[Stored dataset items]
pub const STARTING_ELO: i32 = 1000;
pub const K_FACTOR: f64 = 32.0;

/// An opponent's pre-game rating and finishing position
#[derive(Debug, Clone, Copy, PartialEq)]
pub struct OpponentResult {
    pub elo: i32,
    pub position: i32,
}

/// Probability that a player rated `elo` finishes ahead of one rated `opponent_elo`
pub fn expected_score(elo: i32, opponent_elo: i32) -> f64 {
    1.0 / (1.0 + 10f64.powf(f64::from(opponent_elo - elo) / 400.0))
}

/// Simultaneous multiplayer Elo update
///
/// `R' = R + K / (N - 1) * Σ (S_ij - E_ij)` over every registered opponent,
/// where `N` counts every ranking in the game, guests included. The change is
/// truncated toward zero and the result never drops below zero.
pub fn multiplayer_elo(
    elo: i32,
    position: i32,
    opponents: &[OpponentResult],
    participant_count: usize,
) -> i32 {
    if participant_count <= 1 {
        return elo;
    }

    let total: f64 = opponents
        .iter()
        .map(|opponent| {
            let actual = if position < opponent.position { 1.0 } else { 0.0 };
            actual - expected_score(elo, opponent.elo)
        })
        .sum();

    let change = K_FACTOR * total / (participant_count - 1) as f64;
    (elo + change as i32).max(0)
}

#[cfg(test)]
mod tests {
    use super::*;
    use rstest::rstest;

    fn even_field(positions: &[i32]) -> Vec<OpponentResult> {
        positions
            .iter()
            .map(|&position| OpponentResult {
                elo: STARTING_ELO,
                position,
            })
            .collect()
    }

    #[test]
    fn equal_ratings_expect_even_odds() {
        assert_eq!(expected_score(1000, 1000), 0.5);
        assert!(expected_score(1400, 1000) > 0.9);
        assert!(expected_score(1000, 1400) < 0.1);
    }

    #[rstest]
    #[case(1, &[2], 2, 1016)]
    #[case(2, &[1], 2, 984)]
    #[case(1, &[2, 3, 4], 4, 1016)]
    #[case(4, &[1, 2, 3], 4, 984)]
    #[case(2, &[1, 3, 4], 4, 1005)]
    #[case(3, &[1, 2, 4], 4, 995)]
    fn equal_field_outcomes(
        #[case] position: i32,
        #[case] opponent_positions: &[i32],
        #[case] participants: usize,
        #[case] expected: i32,
    ) {
        let opponents = even_field(opponent_positions);
        assert_eq!(
            multiplayer_elo(STARTING_ELO, position, &opponents, participants),
            expected
        );
    }

    #[test]
    fn guests_count_towards_field_size_only() {
        // Winner against one registered opponent in a three-seat game:
        // 32 * 0.5 / 2 = 8
        let opponents = even_field(&[3]);
        assert_eq!(multiplayer_elo(STARTING_ELO, 1, &opponents, 3), 1008);
    }

    #[test]
    fn solo_game_leaves_rating_unchanged() {
        assert_eq!(multiplayer_elo(1234, 1, &[], 1), 1234);
        assert_eq!(multiplayer_elo(1234, 1, &[], 0), 1234);
    }

    #[test]
    fn rating_never_goes_negative() {
        let opponents = [OpponentResult {
            elo: 5,
            position: 1,
        }];
        assert_eq!(multiplayer_elo(5, 2, &opponents, 2), 0);
    }

    #[test]
    fn upset_moves_more_than_expected_win() {
        let favourite = OpponentResult {
            elo: 1400,
            position: 2,
        };
        let underdog_gain = multiplayer_elo(1000, 1, &[favourite], 2) - 1000;

        let underdog = OpponentResult {
            elo: 1000,
            position: 2,
        };
        let favourite_gain = multiplayer_elo(1400, 1, &[underdog], 2) - 1400;

        assert!(underdog_gain > favourite_gain);
        assert_eq!(underdog_gain, 29);
        assert_eq!(favourite_gain, 2);
    }
}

# Problem description
Read through the data and copy every line where "registered" shows up.

# Task output
/// `R' = R + K / (N - 1) * Σ (S_ij - E_ij)` over every registered opponent,
        // Winner against one registered opponent in a three-seat game:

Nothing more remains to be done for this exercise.